Re: [Dorset] Use of cat to concatenate .gz files

2011-01-17 Thread Simon P Smith
On 17/01/2011 12:30, d-...@hadrian-way.co.uk wrote:

  

 I just spotted this  
 http://en.wikipedia.org/wiki/Cat_%28Unix%29#Binary_use. 
 Is this working
 because the .gz file is treated as a binary?

  
Cat cares not one jot the file format, it just sticks the bits together
AFAIK.
As I said earlier, gzip files can be concatenated as they are a
sequential list of
members.  If you stitch two together, when being processed, gzip just
happily finds
the next member header after the end of the original file and continues
processing.


--
Next meeting:  Bournemouth, Tuesday 2011-02-01 20:00
Meets, Mailing list, IRC, LinkedIn, ...  http://dorset.lug.org.uk/
How to Report Bugs Effectively:  http://goo.gl/4Xue


Re: [Dorset] Use of cat to concatenate .gz files

2011-01-17 Thread Ralph Corderoy

Hi Terry,

 Now my understanding of cat goes back to a noddy Unix course about
 15-20 years ago, but I always thought the 'cat' stood for 'catalogue'
 and was used to list the content of a text file.  Having looked at
 http://unixhelp.ed.ac.uk/CGI/man-cgi?cat though, I now know that it
 stands for concatenate

That man page is wrong!  It doesn't stand for concatenate, else it would
be con(1), not cat(1).  :-)  It stands for catenate, always has done.
Here's the man page from the 7th Edition of Unix from Bell Labs.
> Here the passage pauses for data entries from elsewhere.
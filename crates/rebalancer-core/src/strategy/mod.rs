//! Strategy contract and hosting
//!
//! A strategy turns an immutable cluster snapshot into proposed actions.
//! The engine depends only on the [`Strategy`] trait; concrete strategies
//! are interchangeable variants registered by name at startup and resolved
//! by name once per audit cycle.

mod consolidation;
mod engine;
mod registry;

pub use consolidation::{ConsolidationConfig, WorkloadConsolidation};
pub use engine::StrategyEngine;
pub use registry::StrategyRegistry;

use crate::action::{ActionDraft, ProposedActions, TargetRef};
use crate::error::StrategyError;
use crate::model::ClusterSnapshot;

/// A pluggable optimization strategy.
///
/// `compute` receives a read-only snapshot and must not rely on any state
/// outside it; the same snapshot must always yield the same proposal so
/// plan synthesis stays deterministic.
pub trait Strategy: Send + Sync {
    /// Registry name, unique per process.
    fn name(&self) -> &str;

    /// The optimization objective this strategy pursues, for reporting.
    fn goal(&self) -> &str;

    fn compute(&self, snapshot: &ClusterSnapshot) -> Result<ProposedActions, StrategyError>;
}

/// Strategy that proposes nothing. Useful for wiring checks and as a
/// registry placeholder in dry runs.
#[derive(Debug, Default)]
pub struct NoopStrategy;

impl Strategy for NoopStrategy {
    fn name(&self) -> &str {
        "noop"
    }

    fn goal(&self) -> &str {
        "leave the cluster unchanged"
    }

    fn compute(&self, snapshot: &ClusterSnapshot) -> Result<ProposedActions, StrategyError> {
        let drafts = snapshot
            .resources()
            .next()
            .map(|r| vec![ActionDraft::noop(TargetRef::Resource(r.id.clone()))])
            .unwrap_or_default();
        Ok(ProposedActions {
            drafts,
            goal_satisfaction: 1.0,
            ..Default::default()
        })
    }
}
//! Cluster data model
//!
//! Resources (hosts), workloads (migratable compute units), and the
//! immutable point-in-time snapshot strategies reason over. Model values
//! are only mutated while a snapshot is being assembled; once a
//! [`ClusterSnapshot`] exists its contents are read-only.

mod snapshot;

pub use snapshot::{
    ClusterSnapshot, SnapshotBuilder, SnapshotConfig, SnapshotViolation,
};

use serde::{Deserialize, Serialize};
use std::collections::{BTreeMap, BTreeSet};

/// A vector of resource quantities. Custom metrics use a `BTreeMap` so
/// iteration order, and therefore serialization, is deterministic.
#[derive(Debug, Clone, Default, PartialEq, Serialize, Deserialize)]
pub struct CapacityVector {
    pub cpu_millicores: u64,
    pub memory_bytes: u64,
    pub disk_bytes: u64,
    #[serde(default, skip_serializing_if = "BTreeMap::is_empty")]
    pub custom: BTreeMap<String, f64>,
}

impl CapacityVector {
    pub fn new(cpu_millicores: u64, memory_bytes: u64, disk_bytes: u64) -> Self {
        Self {
            cpu_millicores,
            memory_bytes,
            disk_bytes,
            custom: BTreeMap::new(),
        }
    }

    /// Whether a demand of `self` fits inside `available`.
    pub fn fits_within(&self, available: &CapacityVector) -> bool {
        self.cpu_millicores <= available.cpu_millicores
            && self.memory_bytes <= available.memory_bytes
            && self.disk_bytes <= available.disk_bytes
            && self
                .custom
                .iter()
                .all(|(k, v)| available.custom.get(k).is_some_and(|a| v <= a))
    }

    pub fn add(&mut self, other: &CapacityVector) {
        self.cpu_millicores += other.cpu_millicores;
        self.memory_bytes += other.memory_bytes;
        self.disk_bytes += other.disk_bytes;
        for (k, v) in &other.custom {
            *self.custom.entry(k.clone()).or_insert(0.0) += v;
        }
    }

    /// Component-wise subtraction, saturating at zero.
    pub fn saturating_sub(&self, other: &CapacityVector) -> CapacityVector {
        CapacityVector {
            cpu_millicores: self.cpu_millicores.saturating_sub(other.cpu_millicores),
            memory_bytes: self.memory_bytes.saturating_sub(other.memory_bytes),
            disk_bytes: self.disk_bytes.saturating_sub(other.disk_bytes),
            custom: self
                .custom
                .iter()
                .map(|(k, v)| {
                    let used = other.custom.get(k).copied().unwrap_or(0.0);
                    (k.clone(), (v - used).max(0.0))
                })
                .collect(),
        }
    }

    pub fn is_zero(&self) -> bool {
        self.cpu_millicores == 0
            && self.memory_bytes == 0
            && self.disk_bytes == 0
            && self.custom.values().all(|v| *v == 0.0)
    }
}

/// Operational state of a resource as reported by inventory.
#[derive(Debug, Clone, Copy, PartialEq, Eq, Serialize, Deserialize)]
#[serde(rename_all = "snake_case")]
pub enum ResourceState {
    Active,
    Maintenance,
    Disabled,
}

/// A physical or logical infrastructure unit (host, node).
#[derive(Debug, Clone, Serialize, Deserialize)]
pub struct Resource {
    pub id: String,
    pub capacity: CapacityVector,
    pub state: ResourceState,
    /// When set, total hosted demand is allowed to exceed capacity.
    #[serde(default)]
    pub overcommitted: bool,
    /// Ids of workloads hosted on this resource at snapshot time.
    #[serde(default)]
    pub workloads: BTreeSet<String>,
}

impl Resource {
    pub fn is_schedulable(&self) -> bool {
        self.state == ResourceState::Active
    }
}

/// Placement constraints a strategy must honor for a workload.
#[derive(Debug, Clone, Default, PartialEq, Serialize, Deserialize)]
pub struct PlacementConstraints {
    /// Workload ids this workload wants to share a host with.
    #[serde(default, skip_serializing_if = "BTreeSet::is_empty")]
    pub affinity: BTreeSet<String>,
    /// Workload ids this workload must not share a host with.
    #[serde(default, skip_serializing_if = "BTreeSet::is_empty")]
    pub anti_affinity: BTreeSet<String>,
    /// Pinned workloads are never proposed for migration.
    #[serde(default)]
    pub pinned: bool,
}

/// A migratable unit of compute (virtual machine, container).
#[derive(Debug, Clone, Serialize, Deserialize)]
pub struct Workload {
    pub id: String,
    /// Requested resource demand, as reported by inventory.
    pub demand: CapacityVector,
    /// Peak usage observed over the metrics window, when telemetry was
    /// available for this workload.
    #[serde(skip_serializing_if = "Option::is_none")]
    pub observed_demand: Option<CapacityVector>,
    /// Id of the hosting resource. Always resolves inside the snapshot the
    /// workload belongs to.
    pub host: String,
    #[serde(default)]
    pub constraints: PlacementConstraints,
}

impl Workload {
    /// Demand to plan against: observed peak when known, requested otherwise.
    pub fn effective_demand(&self) -> &CapacityVector {
        self.observed_demand.as_ref().unwrap_or(&self.demand)
    }
}

#[cfg(test)]
mod tests {
    use super::*;

    #[test]
    fn fits_within_respects_all_axes() {
        let demand = CapacityVector::new(4000, 1 << 30, 0);
        let mut free = CapacityVector::new(4000, 2 << 30, 10);
        assert!(demand.fits_within(&free));

        free.cpu_millicores = 3999;
        assert!(!demand.fits_within(&free));
    }

    #[test]
    fn fits_within_requires_custom_metric_presence() {
        let mut demand = CapacityVector::new(100, 100, 0);
        demand.custom.insert("gpu".to_string(), 1.0);

        let free = CapacityVector::new(1000, 1000, 0);
        assert!(!demand.fits_within(&free));

        let mut free_with_gpu = free.clone();
        free_with_gpu.custom.insert("gpu".to_string(), 2.0);
        assert!(demand.fits_within(&free_with_gpu));
    }

    #[test]
    fn saturating_sub_floors_at_zero() {
        let cap = CapacityVector::new(1000, 100, 0);
        let used = CapacityVector::new(1500, 40, 0);
        let free = cap.saturating_sub(&used);
        assert_eq!(free.cpu_millicores, 0);
        assert_eq!(free.memory_bytes, 60);
    }

    #[test]
    fn effective_demand_prefers_observed() {
        let w = Workload {
            id: "w1".to_string(),
            demand: CapacityVector::new(1000, 0, 0),
            observed_demand: Some(CapacityVector::new(250, 0, 0)),
            host: "h1".to_string(),
            constraints: PlacementConstraints::default(),
        };
        assert_eq!(w.effective_demand().cpu_millicores, 250);
    }
}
wget -qO- http://www.cs.bell-labs.com/7thEdMan/vol1/man1.bun |
sed -n '/^-\.TH CAT/,/GO\.SYSIN DD/s/-//p' |
nroff -man

 So now I've got that out of the way, can someone explain what cat
 actually does with a compressed archive?  I assume it doesn't
 understand the the content, so is it simply stitching the two together
 in dumb fashion?

Yes.  cat simply catenates all the files specified to its standard
output, or reads standard input if no files are given.  *With no
options* it doesn't care about, look at, or interpret the files'
content.

 If so, how would it be used to 'overlay' the tinycore.gz contents as
 is being suggested?

Simon P Smith wrote:
 AFAIK gzip can have additional bits added since it is a collection of
 members which have a header and trailer which are sequentially
 processed.  ...  Concatenating gz files should result in a valid file.

Simon's right.  See ADVANCED USAGE in gzip(1);  it's documented.

$ (gzip hello  printf 'world!\n' | gzip) | gunzip
hello
world!
$

Tim Waugh wrote:
 The secret to this is that the gzip format is clever enough to work
 correctly when two gzip files are simply concatenated.

 I don't know the details of why it works, but I believe it's something
 to do with the streaming nature of gzip, compared with e.g.
 block-based compression such as bzip2.

http://www.ietf.org/rfc/rfc1952.txt gives the file format;  see 2.2.
It's simply that a decompressor can tell when it's got to the end of the
current compressed file, realises it's not yet at the end of the input,
reads a little bit more and expects it to be the header for another
whole compressed file.

There is no carry-over of the dictionary from the first compression to
the second so the nature of the compression method compared to bzip2
isn't the reason this is possible.  In fact, bzip2(1) does it too.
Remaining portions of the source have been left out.